You need to "replace" or substitute all W's with u's in the integrand. Using u = 4 - 2W, solve for W and substitute that for W in the integrand. You also need du in your integrand, not dW.

6. Nov 6, 2009

### kathrynag

So, I'm left with :
-du/[(4-u)u^(1/2)]
Then I'm stuck

7. Nov 6, 2009

### Bohrok

Use another substitution that gets rid of the square root.

8. Nov 6, 2009

### kathrynag

So, using a=u^(1/2) and a^2=u, then du=2ada and 4-u=4-a^2
-2ada/[(4-a^2)a]=2da/(a^2-4).

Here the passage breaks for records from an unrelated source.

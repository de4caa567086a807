//! Email folder use cases.

use std::sync::Arc;

use tracing::{debug, info, warn};

use super::model::{
    CreateCustomEmailFolderInput, DeleteCustomEmailFolderInput, DeleteMessagesForFolderIdInput,
    EmailFolder, EmailFolderRecord, ListEmailFoldersForEmailAddressIdInput,
    UpdateCustomEmailFolderInput,
};
use super::service::EmailFolderService;
use crate::address::require_id;
use crate::cache::{CacheKind, CacheQuery};
use crate::common::{CachePolicy, ListOutput};
use crate::context::Context;
use crate::sealing::{SealingService, unseal_optional};
use crate::{Error, Result};

/// Folder listing and custom folder management.
pub struct EmailFolderOperations {
    service: Arc<dyn EmailFolderService>,
    context: Context,
}

impl EmailFolderOperations {
    pub(crate) fn new(service: Arc<dyn EmailFolderService>, context: Context) -> Self {
        Self { service, context }
    }

    /// Lists the folders of an address. Folders whose custom name cannot be
    /// unsealed are listed without it.
    ///
    /// # Errors
    ///
    /// Returns the mapped backend error or a cache error.
    pub async fn list_email_folders_for_email_address_id(
        &self,
        input: ListEmailFoldersForEmailAddressIdInput,
    ) -> Result<ListOutput<EmailFolder>> {
        let email_address_id = require_id(&input.email_address_id)?;

        let page = match input.cache_policy {
            CachePolicy::CacheOnly => {
                let query = CacheQuery {
                    parent_id: Some(email_address_id.to_string()),
                    ..CacheQuery::default()
                };
                self.context
                    .cached_page::<EmailFolderRecord>(query, &input.pagination)
                    .await?
            }
            CachePolicy::RemoteOnly => {
                let pagination = self.context.page(&input.pagination)?;
                let page = self
                    .service
                    .list_for_email_address_id(email_address_id, &pagination)
                    .await?;
                self.context.write_through(&page.items).await;
                page
            }
        };

        let mut items = Vec::with_capacity(page.items.len());
        for record in page.items {
            items.push(unseal_listed_folder(self.context.sealing(), record).await);
        }
        Ok(ListOutput::new(items, page.next_token))
    }

    /// Creates a custom folder.
    ///
    /// # Errors
    ///
    /// Returns [`Error::InvalidArgument`] for a blank name, or the mapped
    /// backend error.
    pub async fn create_custom_email_folder(
        &self,
        input: CreateCustomEmailFolderInput,
    ) -> Result<EmailFolder> {
        let email_address_id = require_id(&input.email_address_id)?;
        let name = require_folder_name(&input.custom_folder_name)?;

        let sealed = self.context.sealing().seal_string(name).await?;
        let record = self.service.create_custom(email_address_id, sealed).await?;
        info!(id = %record.id, email_address_id, "Created custom folder");

        self.context.write_through(std::slice::from_ref(&record)).await;
        unseal_folder(self.context.sealing(), record).await
    }

    /// Renames a custom folder.
    ///
    /// # Errors
    ///
    /// Returns [`Error::InvalidArgument`] for a blank name, or the mapped
    /// backend error.
    pub async fn update_custom_email_folder(
        &self,
        input: UpdateCustomEmailFolderInput,
    ) -> Result<EmailFolder> {
        let email_folder_id = require_id(&input.email_folder_id)?;
        let email_address_id = require_id(&input.email_address_id)?;
        let sealed = match input.custom_folder_name.as_deref() {
            Some(name) => {
                let name = require_folder_name(name)?;
                Some(self.context.sealing().seal_string(name).await?)
            }
            None => None,
        };

        let record = self
            .service
            .update_custom(email_folder_id, email_address_id, sealed)
            .await?;
        debug!(id = %record.id, "Updated custom folder");

        self.context.write_through(std::slice::from_ref(&record)).await;
        unseal_folder(self.context.sealing(), record).await
    }

    /// Deletes a custom folder. Returns `None` if it did not exist.
    ///
    /// # Errors
    ///
    /// Returns the mapped backend error.
    pub async fn delete_custom_email_folder(
        &self,
        input: DeleteCustomEmailFolderInput,
    ) -> Result<Option<EmailFolder>> {
        let email_folder_id = require_id(&input.email_folder_id)?;
        let email_address_id = require_id(&input.email_address_id)?;

        let record = self
            .service
            .delete_custom(email_folder_id, email_address_id)
            .await?;
        self.context.evict(CacheKind::EmailFolder, email_folder_id).await;
        self.context
            .evict_group(CacheKind::EmailMessage, email_folder_id)
            .await;

        match record {
            Some(record) => {
                info!(id = %record.id, "Deleted custom folder");
                unseal_folder(self.context.sealing(), record).await.map(Some)
            }
            None => Ok(None),
        }
    }

    /// Deletes every message in a folder. Returns the folder id.
    ///
    /// # Errors
    ///
    /// Returns the mapped backend error.
    pub async fn delete_messages_for_folder_id(
        &self,
        input: DeleteMessagesForFolderIdInput,
    ) -> Result<String> {
        let email_folder_id = require_id(&input.email_folder_id)?;
        let email_address_id = require_id(&input.email_address_id)?;

        let folder_id = self
            .service
            .delete_messages(email_folder_id, email_address_id, input.hard_delete)
            .await?;
        info!(
            email_folder_id,
            hard_delete = input.hard_delete,
            "Deleted messages for folder"
        );
        self.context
            .evict_group(CacheKind::EmailMessage, email_folder_id)
            .await;
        Ok(folder_id)
    }
}

/// Unseals the custom name of a folder record.
pub(crate) async fn unseal_folder(
    sealing: &dyn SealingService,
    record: EmailFolderRecord,
) -> Result<EmailFolder> {
    let custom_folder_name =
        unseal_optional(sealing, record.sealed_custom_folder_name.as_ref()).await?;
    Ok(folder_from_record(record, custom_folder_name))
}

/// Unseals a folder for a listing, dropping a custom name that cannot be
/// unsealed.
pub(crate) async fn unseal_listed_folder(
    sealing: &dyn SealingService,
    record: EmailFolderRecord,
) -> EmailFolder {
    let custom_folder_name = unseal_optional(sealing, record.sealed_custom_folder_name.as_ref())
        .await
        .unwrap_or_else(|e| {
            warn!(id = %record.id, error = %e, "Failed to unseal custom folder name");
            None
        });
    folder_from_record(record, custom_folder_name)
}

fn folder_from_record(record: EmailFolderRecord, custom_folder_name: Option<String>) -> EmailFolder {
    EmailFolder {
        id: record.id,
        owner: record.owner,
        email_address_id: record.email_address_id,
        folder_name: record.folder_name,
        custom_folder_name,
        size: record.size,
        unseen_count: record.unseen_count,
        version: record.version,
        created_at: record.created_at,
        updated_at: record.updated_at,
    }
}

fn require_folder_name(name: &str) -> Result<&str> {
    let name = name.trim();
    if name.is_empty() {
        return Err(Error::InvalidArgument(
            "custom folder name must not be empty".to_string(),
        ));
    }
    Ok(name)
}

This leads to a trig answer because I think there is a trig law with a^2+c^2?

9. Nov 6, 2009

### Bohrok

You could use a trig substitution; however, partial fractions would be better.

10. Nov 6, 2009

### kathrynag

So, I got 1/2ln[(4-2w)^(1/2)-2]-1/2ln[(4-2w)^(1/2)+2]=x+c

11. Nov 6, 2009

### Bohrok

After checking the answer on wolframalpha, it looks like you're missing a couple numbers in the ln's.

12. Nov 6, 2009

### kathrynag

I went from:
partial fractions A=1/2, B=-1/2
1/2ln(a-2)-1/2ln(a+2)
1/2ln(u^1/2-2)-1/2ln(u^1/2+2)
So, I got 1/2ln[(4-2w)^(1/2)-2]-1/2ln[(4-2w)^(1/2)+2]=x+c
Where would I have gone wrong to need these extra numbers?